Glioblastoma (GBM) is an aggressive primary brain tumor with dismal clinical prognosis and resistance to current therapies. GBM progression is facilitated by the tumor microenvironment (TME), with an immune infiltrate dominated by tumor-associated microglia/macrophages (TAMs) and regulatory T cells (Tregs). The TME is also characterized by hypoxia and the expression of hypoxia-inducible factors (HIFs), with HIF-2α emerging as a potential regulator of tumor progression. However, its role in GBM immunosuppression remains unknown. Here, we investigate HIF-2α and the use of the HIF-2α inhibitor PT2385 to modulate the TME in the immunocompetent GL261 mouse GBM model. PT2385 administration in vivo decreased tumor volume and prolonged survival of tumor-bearing mice, without affecting GL261 viability in vitro. Notably, HIF-2α inhibition alleviated the immunosuppressive TME and synergized with immune checkpoint blockade (ICB) using αPD-1 and αTIM-3 antibodies to promote long-term survival.
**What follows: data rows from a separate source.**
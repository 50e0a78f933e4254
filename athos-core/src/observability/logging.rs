use opentelemetry::KeyValue;
use opentelemetry_otlp::WithExportConfig;
use opentelemetry_sdk::{runtime, trace as sdktrace, Resource};
use tracing_subscriber::{layer::SubscriberExt, util::SubscriberInitExt};

/// Install the global tracing subscriber.
///
/// `RUST_LOG` takes precedence over `log_level`. Events are written to stderr
/// as flattened JSON so that stdout stays free for command output. When
/// `otlp_endpoint` is set, spans are also exported over OTLP/gRPC.
pub fn init_tracing(
    service_name: &str,
    log_level: &str,
    otlp_endpoint: Option<&str>,
) -> anyhow::Result<()> {
    let env_filter = tracing_subscriber::EnvFilter::try_from_default_env()
        .unwrap_or_else(|_| tracing_subscriber::EnvFilter::new(log_level));

    let telemetry = match otlp_endpoint {
        Some(endpoint) => {
            let tracer = build_tracer(service_name, endpoint).map_err(|e| {
                anyhow::anyhow!(
                    "Failed to initialize OTLP tracer for '{}' at endpoint '{}': {}",
                    service_name,
                    endpoint,
                    e
                )
            })?;
            Some(tracing_opentelemetry::layer().with_tracer(tracer))
        }
        None => None,
    };

    tracing_subscriber::registry()
        .with(env_filter)
        .with(telemetry)
        .with(
            tracing_subscriber::fmt::layer()
                .with_writer(std::io::stderr)
                .with_file(true)
                .with_line_number(true)
                .json()
                .flatten_event(true),
        )
        .try_init()
        .map_err(|e| anyhow::anyhow!("Failed to install tracing subscriber: {}", e))?;

    Ok(())
}

/// Flush pending spans. Safe to call when no exporter was installed.
pub fn shutdown_tracing() {
    opentelemetry::global::shutdown_tracer_provider();
}

fn build_tracer(
    service_name: &str,
    endpoint: &str,
) -> Result<sdktrace::Tracer, opentelemetry::trace::TraceError> {
    let otlp_exporter = opentelemetry_otlp::new_exporter()
        .tonic()
        .with_endpoint(endpoint);

    opentelemetry_otlp::new_pipeline()
        .tracing()
        .with_exporter(otlp_exporter)
        .with_trace_config(sdktrace::config().with_resource(Resource::new(vec![
            KeyValue::new("service.name", service_name.to_string()),
        ])))
        .install_batch(runtime::Tokio)
}
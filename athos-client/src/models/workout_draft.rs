//! Turning loosely-typed workout form input into request payloads.
//!
//! Drafts hold raw strings as entered. `build` trims, validates and converts
//! them, failing with [`ClientError::Validation`] before any request is made.

use super::workout::{
    CardioSessionInput, CardioWorkout, CreateWorkout, StrengthSetInput, StrengthWorkout,
};
use athos_core::{ClientError, Result};
use chrono::{DateTime, Local, NaiveDateTime, TimeZone, Utc};
use uuid::Uuid;

const METERS_PER_MILE: f64 = 1609.344;

/// One strength set row as typed into the form.
#[derive(Debug, Clone, Default, PartialEq)]
pub struct StrengthSetRow {
    pub exercise_name: String,
    pub weight: String,
    pub reps: String,
}

impl StrengthSetRow {
    pub fn new(
        exercise_name: impl Into<String>,
        weight: impl Into<String>,
        reps: impl Into<String>,
    ) -> Self {
        Self {
            exercise_name: exercise_name.into(),
            weight: weight.into(),
            reps: reps.into(),
        }
    }
}

#[derive(Debug, Clone, Default)]
pub struct StrengthWorkoutDraft {
    pub title: String,
    pub start_ts: Option<DateTime<Utc>>,
    pub sets: Vec<StrengthSetRow>,
}

impl StrengthWorkoutDraft {
    pub fn build(&self) -> Result<CreateWorkout> {
        let mut strength_sets = Vec::with_capacity(self.sets.len());

        for row in &self.sets {
            let exercise_name = row.exercise_name.trim();
            if exercise_name.is_empty() {
                continue;
            }

            strength_sets.push(StrengthSetInput {
                exercise_name: exercise_name.to_string(),
                weight: parse_finite(&row.weight, "Weight must be a number.")?,
                reps: parse_optional(&row.reps, "Reps must be a non-negative whole number.")?,
            });
        }

        if strength_sets.is_empty() {
            return Err(ClientError::Validation(
                "Add at least one strength set with an exercise name.".to_string(),
            ));
        }

        Ok(CreateWorkout::Strength(StrengthWorkout {
            title: non_empty(&self.title),
            strength_sets,
            client_uuid: Uuid::new_v4(),
            start_ts: self.start_ts,
        }))
    }
}

#[derive(Debug, Clone, Default)]
pub struct CardioWorkoutDraft {
    pub title: String,
    pub start_ts: Option<DateTime<Utc>>,
    pub activity_type: String,
    pub duration_seconds: String,
    pub distance_m: String,
    pub avg_hr: String,
    pub calories: String,
}

impl CardioWorkoutDraft {
    pub fn build(&self) -> Result<CreateWorkout> {
        let activity_type = self.activity_type.trim();
        if activity_type.is_empty() {
            return Err(ClientError::Validation(
                "Activity type is required for cardio.".to_string(),
            ));
        }

        let duration = self.duration_seconds.trim();
        if duration.is_empty() {
            return Err(ClientError::Validation(
                "Duration seconds is required for cardio.".to_string(),
            ));
        }
        let duration_seconds = match duration.parse::<f64>() {
            Ok(value) if value.is_finite() && value >= 0.0 && value.round() < u64::MAX as f64 => {
                value.round() as u64
            }
            _ => {
                return Err(ClientError::Validation(
                    "Duration seconds must be a non-negative number.".to_string(),
                ))
            }
        };

        let distance_miles = parse_finite(&self.distance_m, "Distance must be a number.")?
            .map(|meters| meters / METERS_PER_MILE);

        let mut notes = vec![format!("activity_type={}", activity_type)];
        if let Some(avg_hr) = non_empty(&self.avg_hr) {
            notes.push(format!("avg_hr={}", avg_hr));
        }
        if let Some(calories) = non_empty(&self.calories) {
            notes.push(format!("calories={}", calories));
        }

        Ok(CreateWorkout::Cardio(CardioWorkout {
            title: Some(non_empty(&self.title).unwrap_or_else(|| activity_type.to_string())),
            cardio_session: CardioSessionInput {
                duration_seconds,
                distance_miles,
                notes: notes.join("; "),
            },
            client_uuid: Uuid::new_v4(),
            start_ts: self.start_ts,
        }))
    }
}

/// Parse a start time given as RFC 3339, or as a local `YYYY-MM-DDTHH:MM[:SS]`
/// wall-clock time.
pub fn parse_start_ts(input: &str) -> Result<DateTime<Utc>> {
    let input = input.trim();

    if let Ok(parsed) = DateTime::parse_from_rfc3339(input) {
        return Ok(parsed.with_timezone(&Utc));
    }

    ["%Y-%m-%dT%H:%M", "%Y-%m-%dT%H:%M:%S", "%Y-%m-%d %H:%M"]
        .iter()
        .find_map(|format| NaiveDateTime::parse_from_str(input, format).ok())
        .and_then(|naive| Local.from_local_datetime(&naive).earliest())
        .map(|local| local.with_timezone(&Utc))
        .ok_or_else(|| ClientError::Validation("Invalid start time".to_string()))
}

fn non_empty(value: &str) -> Option<String> {
    let trimmed = value.trim();
    (!trimmed.is_empty()).then(|| trimmed.to_string())
}

/// Like [`parse_optional`] for floats, also rejecting `NaN` and infinities.
fn parse_finite(value: &str, message: &str) -> Result<Option<f64>> {
    match parse_optional::<f64>(value, message)? {
        Some(number) if !number.is_finite() => Err(ClientError::Validation(message.to_string())),
        parsed => Ok(parsed),
    }
}

fn parse_optional<T: std::str::FromStr>(value: &str, message: &str) -> Result<Option<T>> {
    let trimmed = value.trim();
    if trimmed.is_empty() {
        return Ok(None);
    }
    trimmed
        .parse::<T>()
        .map(Some)
        .map_err(|_| ClientError::Validation(message.to_string()))
}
Comprehensive analysis of the immune infiltrate through single-cell RNA sequencing and flow cytometry revealed that combining PT2385 with ICB reduced numbers of pro-tumoral macrophages and Tregs while increasing numbers of microglia, with a corresponding transcriptional modulation towards an anti-tumoral profile of these TAMs. In vitro, deletion of HIF-2α in microglia impeded their polarization towards a pro-tumoral M2-like profile, and its inhibition impaired Treg migration. Our results show that targeting HIF-2α can switch an immunosuppressive TME towards one that favors a robust and sustained response to ICB based immunotherapy. These findings establish that clinically relevant HIF-2α inhibitors should be explored not only in malignancies with defects in the HIF-2α axis, but also in those exhibiting an immunosuppressive TME that limits immunotherapy responsiveness.